The document does not address the limit-derivation toxicology, the migration-test design, or the analytical-method development for any of these standards. Suppliers are referred to the underlying CPSC, FDA, and OEHHA documents for primary regulatory text and method detail.

External regulatory context (not stated by the HSN document but provided here to anchor the generic descriptions above against the federal regime they implement): the underlying operative compliance methods for total-Pb in children’s-product solid components are CPSC-CH-E1001-08 (metal substrate) and CPSC-CH-E1002-08 (non-metal substrate), with parallel SOPs for cadmium; the ceramic-tableware extractable test is the US FDA / AOAC 24-hour acetic-acid leach procedure referenced in FDA CPG Sec. 545.450 (lead in ceramics); and the phthalate compliance method is CPSC-CH-C1001-09. These specific method codes, leach-procedure details, and the FDA programme’s flatware-vs-hollowware vessel-filling protocol (acid contact on the upper food-contact surface only for flatware; vessel filled to within 6 mm of the upper rim for hollowware) are NOT stated by the HSN document; they are the established federal methods that HSN’s generic “acid digestion / spectrophotometer” and “diluted acid leach / spectrophotometer” descriptions implement when read against the surrounding federal regulatory framework.

Implications

  • Regulatory baseline (US, ceramic-tableware extractable Pb and Cd, 2019–2021). The HSN specification documents the operative side-by-side comparison between the US FDA Compliance Policy Guide extractable-lead and -cadmium limits (the federal regulatory floor for ceramic tableware sold in interstate commerce) and the California Proposition 65 safe-harbor levels (the operative California limits, tighter than the FDA floor by factors of roughly 5× to 50× for lead and by factors of up to ~10× for cadmium in some categories). Of note: for cadmium in flatware specifically, the Prop 65 safe-harbor (3.164 ppm) is higher than the FDA limit (0.50 ppm), so the FDA limit binds in that one cell — a regulatory non-monotonicity internal to the document’s own table. The HSN document itself does not explain why the Prop 65 cadmium-flatware safe-harbor sits above the FDA floor for this one cell; the underlying regulatory derivation (Prop 65 safe-harbor values are derived from the OEHHA MADL daily-exposure calculation back-translated into a per-piece migration figure that depends on assumed use frequency and serving-piece geometry, while the FDA CPG limit is a fixed extractable-concentration ceiling that does not vary with serving-piece geometry) is external regulatory context provided here to anchor the table’s non-monotonicity, not a claim sourced from the HSN document. For HMI work on the oehha-cadmium-prop65 and oehha-lead-prop65 regulation pages and on the tableware-ceramicware product page, the HSN table is a date-anchored retailer-channel attestation of the operative FDA and Prop 65 numerical floors as a major US TV/online retailer applied them in 2019–2021.

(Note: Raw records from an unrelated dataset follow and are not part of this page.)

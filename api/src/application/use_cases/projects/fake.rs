use std::sync::Mutex;
use std::sync::atomic::{AtomicBool, Ordering};

use async_trait::async_trait;
use uuid::Uuid;

use crate::application::ports::project_repository::{
    NewSprint, NewTask, ProjectRepository, TaskFilter, TaskPatch,
};
use crate::application::testing::MemUsers;
use crate::domain::projects::project::{JoinRequest, JoinStatus, Member, MemberRole, Project};
use crate::domain::projects::sprint::{Sprint, SprintStatus};
use crate::domain::projects::task::{Task, TaskStatus};
use crate::domain::users::user::UserSummary;

pub struct MemProjects {
    people: Vec<UserSummary>,
    projects: Mutex<Vec<Project>>,
    members: Mutex<Vec<(Uuid, Uuid, MemberRole)>>,
    requests: Mutex<Vec<JoinRequest>>,
    sprints: Mutex<Vec<Sprint>>,
    tasks: Mutex<Vec<Task>>,
    stale_active_reads: AtomicBool,
}

impl MemProjects {
    pub fn new(users: &MemUsers) -> Self {
        Self {
            people: users.summaries(),
            projects: Mutex::default(),
            members: Mutex::default(),
            requests: Mutex::default(),
            sprints: Mutex::default(),
            tasks: Mutex::default(),
            stale_active_reads: AtomicBool::new(false),
        }
    }

    /// Makes `active_sprint` report nothing, as a read racing a concurrent start would.
    pub fn hide_active_sprints(&self) {
        self.stale_active_reads.store(true, Ordering::SeqCst);
    }

    pub fn add_member(&self, project_id: Uuid, user_id: Uuid) {
        self.members
            .lock()
            .unwrap()
            .push((project_id, user_id, MemberRole::Member));
    }

    fn person(&self, id: Uuid) -> UserSummary {
        self.people.iter().find(|p| p.id == id).cloned().unwrap()
    }
}

#[async_trait]
impl ProjectRepository for MemProjects {
    async fn create_project(
        &self,
        key: &str,
        name: &str,
        description: Option<&str>,
        owner_id: Uuid,
    ) -> anyhow::Result<Option<Project>> {
        let mut projects = self.projects.lock().unwrap();
        if projects.iter().any(|p| p.key == key) {
            return Ok(None);
        }
        let p = Project {
            id: Uuid::new_v4(),
            key: key.to_string(),
            name: name.to_string(),
            description: description.map(str::to_string),
            owner_id,
            created_at: chrono::Utc::now(),
        };
        projects.push(p.clone());
        self.members
            .lock()
            .unwrap()
            .push((p.id, owner_id, MemberRole::Owner));
        Ok(Some(p))
    }
    async fn get_project(&self, id: Uuid) -> anyhow::Result<Option<Project>> {
        Ok(self.projects.lock().unwrap().iter().find(|p| p.id == id).cloned())
    }
    async fn list_for_member(&self, _: Uuid) -> anyhow::Result<Vec<Project>> {
        unimplemented!()
    }
    async fn member_role(&self, project_id: Uuid, user_id: Uuid) -> anyhow::Result<Option<MemberRole>> {
        Ok(self
            .members
            .lock()
            .unwrap()
            .iter()
            .find(|(p, u, _)| *p == project_id && *u == user_id)
            .map(|(_, _, r)| *r))
    }
    async fn list_members(&self, project_id: Uuid) -> anyhow::Result<Vec<Member>> {
        Ok(self
            .members
            .lock()
            .unwrap()
            .iter()
            .filter(|(p, _, _)| *p == project_id)
            .map(|(_, u, r)| Member {
                user: self.person(*u),
                role: *r,
                joined_at: chrono::Utc::now(),
            })
            .collect())
    }
    async fn remove_member(&self, project_id: Uuid, user_id: Uuid) -> anyhow::Result<bool> {
        let mut members = self.members.lock().unwrap();
        let before = members.len();
        members.retain(|(p, u, r)| {
            !(*p == project_id && *u == user_id && *r != MemberRole::Owner)
        });
        if members.len() == before {
            return Ok(false);
        }
        for t in self.tasks.lock().unwrap().iter_mut() {
            if t.project_id == project_id && t.assignee.as_ref().is_some_and(|a| a.id == user_id) {
                t.assignee = None;
            }
        }
        Ok(true)
    }
    async fn create_join_request(
        &self,
        project_id: Uuid,
        user_id: Uuid,
        message: Option<&str>,
    ) -> anyhow::Result<Option<JoinRequest>> {
        let mut requests = self.requests.lock().unwrap();
        if requests.iter().any(|r| {
            r.project_id == project_id && r.user.id == user_id && r.status == JoinStatus::Pending
        }) {
            return Ok(None);
        }
        let r = JoinRequest {
            id: Uuid::new_v4(),
            project_id,
            user: self.person(user_id),
            message: message.map(str::to_string),
            status: JoinStatus::Pending,
            created_at: chrono::Utc::now(),
            decided_at: None,
        };
        requests.push(r.clone());
        Ok(Some(r))
    }
    async fn get_join_request(&self, id: Uuid) -> anyhow::Result<Option<JoinRequest>> {
        Ok(self.requests.lock().unwrap().iter().find(|r| r.id == id).cloned())
    }
    async fn list_join_requests(
        &self,
        project_id: Uuid,
        status: Option<JoinStatus>,
    ) -> anyhow::Result<Vec<JoinRequest>> {
        Ok(self
            .requests
            .lock()
            .unwrap()
            .iter()
            .filter(|r| r.project_id == project_id && status.map_or(true, |s| s == r.status))
            .cloned()
            .collect())
    }
    async fn decide_join_request(&self, id: Uuid, status: JoinStatus) -> anyhow::Result<Option<JoinRequest>> {
        let decided = {
            let mut requests = self.requests.lock().unwrap();
            let Some(r) = requests
                .iter_mut()
                .find(|r| r.id == id && r.status == JoinStatus::Pending)
            else {
                return Ok(None);
            };
            r.status = status;
            r.decided_at = Some(chrono::Utc::now());
            r.clone()
        };
        if status == JoinStatus::Approved {
            self.add_member(decided.project_id, decided.user.id);
        }
        Ok(Some(decided))
    }
    async fn create_sprint(&self, n: &NewSprint) -> anyhow::Result<Sprint> {
        let s = Sprint {
            id: Uuid::new_v4(),
            project_id: n.project_id,
            name: n.name.clone(),
            goal: n.goal.clone(),
            start_date: n.start_date,
            end_date: n.end_date,
            status: SprintStatus::Planned,
            created_at: chrono::Utc::now(),
        };
        self.sprints.lock().unwrap().push(s.clone());
        Ok(s)
    }
    async fn get_sprint(&self, id: Uuid) -> anyhow::Result<Option<Sprint>> {
        Ok(self.sprints.lock().unwrap().iter().find(|s| s.id == id).cloned())
    }
    async fn list_sprints(&self, _: Uuid) -> anyhow::Result<Vec<Sprint>> {
        unimplemented!()
    }
    async fn active_sprint(&self, project_id: Uuid) -> anyhow::Result<Option<Sprint>> {
        if self.stale_active_reads.load(Ordering::SeqCst) {
            return Ok(None);
        }
        Ok(self
            .sprints
            .lock()
            .unwrap()
            .iter()
            .find(|s| s.project_id == project_id && s.status == SprintStatus::Active)
            .cloned())
    }
    async fn start_sprint(&self, id: Uuid) -> anyhow::Result<Option<Sprint>> {
        let mut sprints = self.sprints.lock().unwrap();
        let Some(project_id) = sprints
            .iter()
            .find(|s| s.id == id && s.status == SprintStatus::Planned)
            .map(|s| s.project_id)
        else {
            return Ok(None);
        };
        if sprints
            .iter()
            .any(|s| s.project_id == project_id && s.status == SprintStatus::Active)
        {
            return Ok(None);
        }
        Ok(sprints.iter_mut().find(|s| s.id == id).map(|s| {
            s.status = SprintStatus::Active;
            s.clone()
        }))
    }
    async fn complete_sprint(&self, id: Uuid) -> anyhow::Result<Option<(Sprint, u64)>> {
        let sprint = {
            let mut sprints = self.sprints.lock().unwrap();
            let Some(s) = sprints
                .iter_mut()
                .find(|s| s.id == id && s.status == SprintStatus::Active)
            else {
                return Ok(None);
            };
            s.status = SprintStatus::Completed;
            s.clone()
        };
        let mut moved = 0;
        for t in self.tasks.lock().unwrap().iter_mut() {
            if t.sprint_id == Some(id) && t.status != TaskStatus::Done {
                t.sprint_id = None;
                moved += 1;
            }
        }
        Ok(Some((sprint, moved)))
    }
    async fn create_task(&self, n: &NewTask) -> anyhow::Result<Task> {
        let t = Task {
            id: Uuid::new_v4(),
            project_id: n.project_id,
            key: n.key.clone(),
            title: n.title.clone(),
            description: n.description.clone(),
            status: TaskStatus::Todo,
            priority: n.priority,
            sprint_id: n.sprint_id,
            assignee: n.assignee_id.map(|a| self.person(a)),
            reporter: self.person(n.reporter_id),
            created_at: chrono::Utc::now(),
            updated_at: chrono::Utc::now(),
        };
        self.tasks.lock().unwrap().push(t.clone());
        Ok(t)
    }
    async fn get_task(&self, project_id: Uuid, key: &str) -> anyhow::Result<Option<Task>> {
        Ok(self
            .tasks
            .lock()
            .unwrap()
            .iter()
            .find(|t| t.project_id == project_id && t.key == key)
            .cloned())
    }
    async fn list_tasks(&self, _: Uuid, _: &TaskFilter) -> anyhow::Result<Vec<Task>> {
        unimplemented!()
    }
    async fn update_task(&self, id: Uuid, patch: &TaskPatch) -> anyhow::Result<Option<Task>> {
        let assignee = patch.assignee_id.map(|a| a.map(|id| self.person(id)));
        let mut tasks = self.tasks.lock().unwrap();
        Ok(tasks.iter_mut().find(|t| t.id == id).map(|t| {
            if let Some(title) = &patch.title {
                t.title = title.clone();
            }
            if let Some(d) = &patch.description {
                t.description = d.clone();
            }
            if let Some(s) = patch.status {
                t.status = s;
            }
            if let Some(p) = patch.priority {
                t.priority = p;
            }
            if let Some(s) = patch.sprint_id {
                t.sprint_id = s;
            }
            if let Some(a) = assignee {
                t.assignee = a;
            }
            t.clone()
        }))
    }
    async fn delete_task(&self, id: Uuid) -> anyhow::Result<bool> {
        let mut tasks = self.tasks.lock().unwrap();
        let before = tasks.len();
        tasks.retain(|t| t.id != id);
        Ok(tasks.len() != before)
    }
}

  • Regulatory baseline (US-CA, total Pb and Cd in adult and children’s jewelry, 2019–2021). The HSN specification documents the operative California SB 647 (2009) total-lead and total-cadmium limits on adult and children’s jewelry components. For children’s jewelry, the SB 647 / HSN limits — ≤ 100 ppm Pb in each accessible component, ≤ 90 ppm Pb in surface coating, ≤ 300 ppm Cd in each component, ≤ 75 ppm Cd in surface coating — are tighter than the federal CPSIA Section 101 100 ppm-total-Pb floor for children’s products in general, with the surface-coating Pb limit (90 ppm) matching the federal 16 CFR § 1303 paint/coating limit. The 40 ppm warning-label trigger (“Children’s Jewelry Items containing > 40 ppm and ≤ 90 ppm lead must be labeled with the following warning statement…”) aligns with the SB 647 dust-warning provision. For HMI work on the childrens-jewelry product page and on the lead and cadmium metal pages’ regulatory-limits sections, this is the retailer-channel attestation of how the California SB 647 framework was actually enforced through retail QA in the 2019–2021 window.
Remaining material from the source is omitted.